• _Your assignment_
Copy all of the records word for word.

Data to use: Begin

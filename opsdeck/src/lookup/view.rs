use crossterm::event::KeyCode;
use opsdeck_core::{Component, EventKind};
use opsdeck_widgets::{render_form_group, FormGroupProps, SelectList, SelectListProps};
use ratatui::{
    layout::{Constraint, Layout, Rect},
    style::{Color, Style},
    widgets::{Block, Paragraph},
    Frame,
};

use super::LookupState;

pub struct CredentialLookupViewProps<'a, A> {
    pub state: &'a LookupState,
    pub is_focused: bool,
    pub on_highlight: fn(usize) -> A,
    pub on_select: fn(usize) -> A,
    pub on_clear: fn() -> A,
    pub on_blur: fn() -> A,
}

/// Labelled credential picker
///
/// Keys: up/down/j/k/home/end move, enter selects, backspace/delete clears,
/// tab leaves the field.
#[derive(Default)]
pub struct CredentialLookupView {
    list: SelectList,
}

impl CredentialLookupView {
    pub fn new() -> Self {
        Self::default()
    }

    /// Rows the view wants for `state`.
    pub fn height_for(state: &LookupState) -> u16 {
        // label + bordered list + status line
        1 + state.options.len().max(1) as u16 + 2 + 1
    }

    fn status_line(state: &LookupState) -> Option<(String, Style)> {
        if state.is_loading {
            return Some((
                "Loading credentials...".into(),
                Style::default().fg(Color::Yellow),
            ));
        }
        if let Some(error) = &state.error {
            return Some((format!("Error: {error}"), Style::default().fg(Color::Red)));
        }
        if state.is_truncated() {
            return Some((
                format!("showing {} of {}", state.options.len(), state.count),
                Style::default().fg(Color::DarkGray),
            ));
        }
        None
    }

    fn list_props<'a, A>(
        state: &'a LookupState,
        items: &'a [String],
        props: &CredentialLookupViewProps<'_, A>,
    ) -> SelectListProps<'a, A> {
        SelectListProps {
            items,
            highlighted: state.highlighted,
            selected: state.selected_index(),
            is_focused: props.is_focused,
            show_border: true,
            on_highlight: props.on_highlight,
            on_select: props.on_select,
        }
    }
}

impl<A> Component<A> for CredentialLookupView {
    type Props<'a> = CredentialLookupViewProps<'a, A>;

    fn handle_event(
        &mut self,
        event: &EventKind,
        props: Self::Props<'_>,
    ) -> impl IntoIterator<Item = A> {
        let Some(key) = event.as_key().filter(|_| props.is_focused) else {
            return Vec::new();
        };

        match key.code {
            KeyCode::Backspace | KeyCode::Delete => vec![(props.on_clear)()],
            KeyCode::Tab => vec![(props.on_blur)()],
            _ => {
                let names = props.state.option_names();
                let list_props = Self::list_props(props.state, &names, &props);
                self.list.handle_event(event, list_props).into_iter().collect()
            }
        }
    }

    fn render(&mut self, frame: &mut Frame, area: Rect, props: Self::Props<'_>) {
        let state = props.state;
        let body = render_form_group(
            frame,
            area,
            FormGroupProps {
                label: &state.label,
                is_required: state.required,
                is_focused: props.is_focused,
            },
        );

        let layout = Layout::vertical([Constraint::Min(3), Constraint::Length(1)]);
        let [list_area, status_area] = layout.areas(body);

        if state.options.is_empty() {
            let text = if state.is_loading {
                ""
            } else {
                "No credentials found"
            };
            let dim = Style::default().fg(Color::DarkGray);
            let placeholder = Paragraph::new(text)
                .style(dim)
                .block(Block::bordered().border_style(dim));
            frame.render_widget(placeholder, list_area);
        } else {
            let names = state.option_names();
            let list_props = Self::list_props(state, &names, &props);
            self.list.render(frame, list_area, list_props);
        }

        if let Some((text, style)) = Self::status_line(state) {
            frame.render_widget(Paragraph::new(text).style(style), status_area);
        }
    }
}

Data to use: End

• _Finished exercise_
filename opsdeck/src/lookup/view.rs
use crossterm::event::KeyCode;
use opsdeck_core::{Component, EventKind};
use opsdeck_widgets::{render_form_group, FormGroupProps, SelectList, SelectListProps};
use ratatui::{
    layout::{Constraint, Layout, Rect},
    style::{Color, Style},
    widgets::{Block, Paragraph},
    Frame,
};

use super::LookupState;

pub struct CredentialLookupViewProps<'a, A> {
    pub state: &'a LookupState,
    pub is_focused: bool,
    pub on_highlight: fn(usize) -> A,
    pub on_select: fn(usize) -> A,
    pub on_clear: fn() -> A,
    pub on_blur: fn() -> A,
}

/// Labelled credential picker
///
/// Keys: up/down/j/k/home/end move, enter selects, backspace/delete clears,
/// tab leaves the field.
#[derive(Default)]
pub struct CredentialLookupView {
    list: SelectList,
}

impl CredentialLookupView {
    pub fn new() -> Self {
        Self::default()
    }

    /// Rows the view wants for `state`.
    pub fn height_for(state: &LookupState) -> u16 {
        // label + bordered list + status line
        1 + state.options.len().max(1) as u16 + 2 + 1
    }

    fn status_line(state: &LookupState) -> Option<(String, Style)> {
        if state.is_loading {
            return Some((
                "Loading credentials...".into(),
                Style::default().fg(Color::Yellow),
            ));
        }
        if let Some(error) = &state.error {
            return Some((format!("Error: {error}"), Style::default().fg(Color::Red)));
        }
        if state.is_truncated() {
            return Some((
                format!("showing {} of {}", state.options.len(), state.count),
                Style::default().fg(Color::DarkGray),
            ));
        }
        None
    }

    fn list_props<'a, A>(
        state: &'a LookupState,
        items: &'a [String],
        props: &CredentialLookupViewProps<'_, A>,
    ) -> SelectListProps<'a, A> {
        SelectListProps {
            items,
            highlighted: state.highlighted,
            selected: state.selected_index(),
            is_focused: props.is_focused,
            show_border: true,
            on_highlight: props.on_highlight,
            on_select: props.on_select,
        }
    }
}

impl<A> Component<A> for CredentialLookupView {
    type Props<'a> = CredentialLookupViewProps<'a, A>;

    fn handle_event(
        &mut self,
        event: &EventKind,
        props: Self::Props<'_>,
    ) -> impl IntoIterator<Item = A> {
        let Some(key) = event.as_key().filter(|_| props.is_focused) else {
            return Vec::new();
        };

        match key.code {
            KeyCode::Backspace | KeyCode::Delete => vec![(props.on_clear)()],
            KeyCode::Tab => vec![(props.on_blur)()],
            _ => {
                let names = props.state.option_names();
                let list_props = Self::list_props(props.state, &names, &props);
                self.list.handle_event(event, list_props).into_iter().collect()
            }
        }
    }

    fn render(&mut self, frame: &mut Frame, area: Rect, props: Self::Props<'_>) {
        let state = props.state;
        let body = render_form_group(
            frame,
            area,
            FormGroupProps {
                label: &state.label,
                is_required: state.required,
                is_focused: props.is_focused,
            },
        );

        let layout = Layout::vertical([Constraint::Min(3), Constraint::Length(1)]);
        let [list_area, status_area] = layout.areas(body);

        if state.options.is_empty() {
            let text = if state.is_loading {
                ""
            } else {
                "No credentials found"
            };
            let dim = Style::default().fg(Color::DarkGray);
            let placeholder = Paragraph::new(text)
                .style(dim)
                .block(Block::bordered().border_style(dim));
            frame.render_widget(placeholder, list_area);
        } else {
            let names = state.option_names();
            let list_props = Self::list_props(state, &names, &props);
            self.list.render(frame, list_area, list_props);
        }

        if let Some((text, style)) = Self::status_line(state) {
            frame.render_widget(Paragraph::new(text).style(style), status_area);
        }
    }
}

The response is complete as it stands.